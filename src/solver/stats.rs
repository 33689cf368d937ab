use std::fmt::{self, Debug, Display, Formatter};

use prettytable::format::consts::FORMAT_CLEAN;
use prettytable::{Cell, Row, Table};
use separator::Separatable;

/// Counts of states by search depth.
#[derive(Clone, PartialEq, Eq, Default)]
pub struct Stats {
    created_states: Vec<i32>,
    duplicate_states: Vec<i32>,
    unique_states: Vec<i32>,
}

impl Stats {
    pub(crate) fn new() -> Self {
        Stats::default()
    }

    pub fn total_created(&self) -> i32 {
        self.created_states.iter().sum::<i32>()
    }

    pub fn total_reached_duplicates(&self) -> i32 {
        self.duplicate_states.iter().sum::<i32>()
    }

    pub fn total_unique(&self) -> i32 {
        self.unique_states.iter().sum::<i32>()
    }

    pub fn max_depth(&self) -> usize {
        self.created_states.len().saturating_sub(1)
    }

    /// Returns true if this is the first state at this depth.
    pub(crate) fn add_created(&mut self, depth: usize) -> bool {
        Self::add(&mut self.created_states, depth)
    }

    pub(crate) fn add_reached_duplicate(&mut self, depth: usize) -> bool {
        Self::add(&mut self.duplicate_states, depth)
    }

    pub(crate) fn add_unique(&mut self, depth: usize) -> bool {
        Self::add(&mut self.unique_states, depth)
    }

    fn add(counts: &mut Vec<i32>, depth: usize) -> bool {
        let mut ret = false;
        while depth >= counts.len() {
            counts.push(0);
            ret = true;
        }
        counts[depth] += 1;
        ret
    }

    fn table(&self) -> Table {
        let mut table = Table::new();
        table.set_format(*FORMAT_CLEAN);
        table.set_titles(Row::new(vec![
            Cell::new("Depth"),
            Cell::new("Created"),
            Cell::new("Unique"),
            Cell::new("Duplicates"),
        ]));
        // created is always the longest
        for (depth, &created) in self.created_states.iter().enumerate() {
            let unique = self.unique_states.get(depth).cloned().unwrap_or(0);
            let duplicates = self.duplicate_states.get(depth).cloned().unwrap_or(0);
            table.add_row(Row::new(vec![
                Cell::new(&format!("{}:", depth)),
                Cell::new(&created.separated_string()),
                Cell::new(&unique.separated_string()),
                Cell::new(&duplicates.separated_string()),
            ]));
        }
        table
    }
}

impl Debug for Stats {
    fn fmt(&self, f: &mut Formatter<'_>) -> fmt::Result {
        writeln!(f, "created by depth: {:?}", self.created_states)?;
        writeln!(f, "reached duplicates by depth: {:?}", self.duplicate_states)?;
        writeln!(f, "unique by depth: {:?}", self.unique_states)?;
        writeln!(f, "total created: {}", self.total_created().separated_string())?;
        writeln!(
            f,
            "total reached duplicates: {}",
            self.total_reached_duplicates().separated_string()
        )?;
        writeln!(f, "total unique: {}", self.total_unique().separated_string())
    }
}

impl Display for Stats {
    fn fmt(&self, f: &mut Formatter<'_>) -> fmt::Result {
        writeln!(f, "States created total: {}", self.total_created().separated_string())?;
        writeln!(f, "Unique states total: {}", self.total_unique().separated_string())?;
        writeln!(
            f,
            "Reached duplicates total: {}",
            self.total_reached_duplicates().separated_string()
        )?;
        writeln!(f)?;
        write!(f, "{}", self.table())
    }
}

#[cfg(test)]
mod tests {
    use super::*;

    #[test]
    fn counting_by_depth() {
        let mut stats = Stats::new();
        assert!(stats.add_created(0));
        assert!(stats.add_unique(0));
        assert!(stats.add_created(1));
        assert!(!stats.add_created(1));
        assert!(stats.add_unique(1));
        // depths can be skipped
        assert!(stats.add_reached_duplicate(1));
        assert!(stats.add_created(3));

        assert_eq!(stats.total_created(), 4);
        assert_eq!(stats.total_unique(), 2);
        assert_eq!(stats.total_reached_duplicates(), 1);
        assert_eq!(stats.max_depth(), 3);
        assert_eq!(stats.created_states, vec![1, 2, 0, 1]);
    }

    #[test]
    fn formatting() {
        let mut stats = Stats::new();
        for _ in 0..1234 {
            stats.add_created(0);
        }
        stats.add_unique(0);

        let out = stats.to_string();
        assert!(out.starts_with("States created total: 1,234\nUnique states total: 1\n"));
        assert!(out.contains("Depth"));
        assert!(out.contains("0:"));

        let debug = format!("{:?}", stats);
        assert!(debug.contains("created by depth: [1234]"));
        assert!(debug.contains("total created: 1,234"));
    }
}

* * *

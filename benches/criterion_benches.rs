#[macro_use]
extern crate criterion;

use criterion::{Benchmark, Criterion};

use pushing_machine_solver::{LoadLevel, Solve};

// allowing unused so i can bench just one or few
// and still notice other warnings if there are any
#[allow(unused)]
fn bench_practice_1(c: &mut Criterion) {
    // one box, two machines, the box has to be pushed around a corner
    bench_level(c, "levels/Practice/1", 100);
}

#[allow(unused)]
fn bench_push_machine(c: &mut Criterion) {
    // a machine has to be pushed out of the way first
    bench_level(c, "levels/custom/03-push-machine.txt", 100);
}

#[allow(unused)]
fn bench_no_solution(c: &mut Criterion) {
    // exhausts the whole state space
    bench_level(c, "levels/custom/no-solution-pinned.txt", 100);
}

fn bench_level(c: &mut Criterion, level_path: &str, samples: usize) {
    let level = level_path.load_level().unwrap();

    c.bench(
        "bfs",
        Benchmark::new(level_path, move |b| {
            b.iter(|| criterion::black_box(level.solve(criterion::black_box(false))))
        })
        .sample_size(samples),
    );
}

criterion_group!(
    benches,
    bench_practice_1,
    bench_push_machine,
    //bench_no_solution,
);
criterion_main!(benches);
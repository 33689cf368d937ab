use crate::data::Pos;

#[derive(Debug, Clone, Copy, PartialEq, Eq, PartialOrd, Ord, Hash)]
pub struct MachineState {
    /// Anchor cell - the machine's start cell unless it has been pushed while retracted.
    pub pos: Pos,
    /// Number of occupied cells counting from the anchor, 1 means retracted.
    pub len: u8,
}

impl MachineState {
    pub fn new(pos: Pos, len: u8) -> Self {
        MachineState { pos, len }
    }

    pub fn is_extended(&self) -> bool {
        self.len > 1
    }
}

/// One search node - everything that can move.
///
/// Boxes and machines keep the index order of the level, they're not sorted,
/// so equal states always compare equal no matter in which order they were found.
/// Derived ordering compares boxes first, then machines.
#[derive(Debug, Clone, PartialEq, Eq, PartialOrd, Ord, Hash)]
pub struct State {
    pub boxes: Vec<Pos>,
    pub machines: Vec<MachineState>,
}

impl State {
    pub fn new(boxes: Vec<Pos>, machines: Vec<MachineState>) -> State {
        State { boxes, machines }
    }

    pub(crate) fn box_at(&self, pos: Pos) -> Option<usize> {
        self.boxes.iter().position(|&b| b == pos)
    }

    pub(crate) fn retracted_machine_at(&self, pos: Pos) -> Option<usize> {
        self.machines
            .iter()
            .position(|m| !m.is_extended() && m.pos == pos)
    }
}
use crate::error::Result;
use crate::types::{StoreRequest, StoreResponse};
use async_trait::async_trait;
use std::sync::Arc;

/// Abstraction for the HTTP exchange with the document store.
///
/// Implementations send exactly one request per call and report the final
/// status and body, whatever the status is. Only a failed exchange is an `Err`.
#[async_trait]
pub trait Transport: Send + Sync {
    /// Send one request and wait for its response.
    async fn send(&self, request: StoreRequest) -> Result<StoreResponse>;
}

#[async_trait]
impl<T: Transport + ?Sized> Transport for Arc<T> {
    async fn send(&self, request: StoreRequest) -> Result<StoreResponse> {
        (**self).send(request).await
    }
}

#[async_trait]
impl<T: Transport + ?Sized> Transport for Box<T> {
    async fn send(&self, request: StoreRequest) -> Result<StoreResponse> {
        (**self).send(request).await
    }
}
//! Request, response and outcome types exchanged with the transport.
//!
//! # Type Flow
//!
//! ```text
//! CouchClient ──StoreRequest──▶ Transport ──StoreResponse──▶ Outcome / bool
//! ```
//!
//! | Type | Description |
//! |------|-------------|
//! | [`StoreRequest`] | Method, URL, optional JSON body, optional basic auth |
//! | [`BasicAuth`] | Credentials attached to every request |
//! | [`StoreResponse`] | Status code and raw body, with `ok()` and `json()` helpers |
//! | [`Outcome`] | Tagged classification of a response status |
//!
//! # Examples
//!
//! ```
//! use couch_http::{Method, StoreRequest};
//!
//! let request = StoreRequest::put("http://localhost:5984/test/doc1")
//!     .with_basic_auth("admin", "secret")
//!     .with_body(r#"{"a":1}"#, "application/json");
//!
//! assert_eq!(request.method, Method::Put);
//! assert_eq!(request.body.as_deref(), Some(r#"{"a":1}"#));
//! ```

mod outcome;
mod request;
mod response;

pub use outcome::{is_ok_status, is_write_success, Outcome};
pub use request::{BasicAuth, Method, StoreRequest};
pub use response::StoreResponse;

---

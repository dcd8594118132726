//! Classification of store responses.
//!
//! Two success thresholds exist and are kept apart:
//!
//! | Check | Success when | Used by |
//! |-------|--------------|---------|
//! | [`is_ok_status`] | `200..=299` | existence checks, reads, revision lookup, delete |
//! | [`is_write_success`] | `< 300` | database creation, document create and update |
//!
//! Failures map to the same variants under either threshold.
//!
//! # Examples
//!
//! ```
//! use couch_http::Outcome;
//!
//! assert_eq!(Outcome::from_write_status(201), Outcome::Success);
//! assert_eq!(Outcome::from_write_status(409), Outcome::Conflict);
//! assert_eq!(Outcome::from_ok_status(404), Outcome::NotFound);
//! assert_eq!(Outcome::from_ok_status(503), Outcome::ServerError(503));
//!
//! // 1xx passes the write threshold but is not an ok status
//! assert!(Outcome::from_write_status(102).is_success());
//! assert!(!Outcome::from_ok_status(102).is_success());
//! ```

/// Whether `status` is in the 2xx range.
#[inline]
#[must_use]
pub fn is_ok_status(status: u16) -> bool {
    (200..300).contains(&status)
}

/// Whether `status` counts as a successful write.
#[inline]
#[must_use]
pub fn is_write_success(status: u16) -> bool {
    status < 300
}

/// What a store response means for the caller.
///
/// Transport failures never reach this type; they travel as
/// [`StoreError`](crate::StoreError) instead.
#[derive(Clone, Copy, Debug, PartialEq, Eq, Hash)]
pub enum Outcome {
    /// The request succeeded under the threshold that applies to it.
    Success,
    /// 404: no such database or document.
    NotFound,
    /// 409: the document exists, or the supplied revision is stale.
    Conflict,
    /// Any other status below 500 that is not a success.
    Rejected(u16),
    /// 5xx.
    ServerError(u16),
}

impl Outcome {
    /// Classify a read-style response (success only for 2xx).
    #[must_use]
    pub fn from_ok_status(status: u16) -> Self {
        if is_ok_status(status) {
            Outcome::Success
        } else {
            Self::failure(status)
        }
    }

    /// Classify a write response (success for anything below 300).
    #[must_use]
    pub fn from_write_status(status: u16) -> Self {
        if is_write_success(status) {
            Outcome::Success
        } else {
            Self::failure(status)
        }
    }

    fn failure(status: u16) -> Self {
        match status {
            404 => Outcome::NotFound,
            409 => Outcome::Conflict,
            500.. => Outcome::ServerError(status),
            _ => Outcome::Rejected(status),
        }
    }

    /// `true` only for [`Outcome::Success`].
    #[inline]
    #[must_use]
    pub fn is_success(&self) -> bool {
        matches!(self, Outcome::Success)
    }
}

Task objective
Scan the listing for the word "revision". Copy every line in which it appears.

Written response
//! | [`is_ok_status`] | `200..=299` | existence checks, reads, revision lookup, delete |
    /// 409: the document exists, or the supplied revision is stale.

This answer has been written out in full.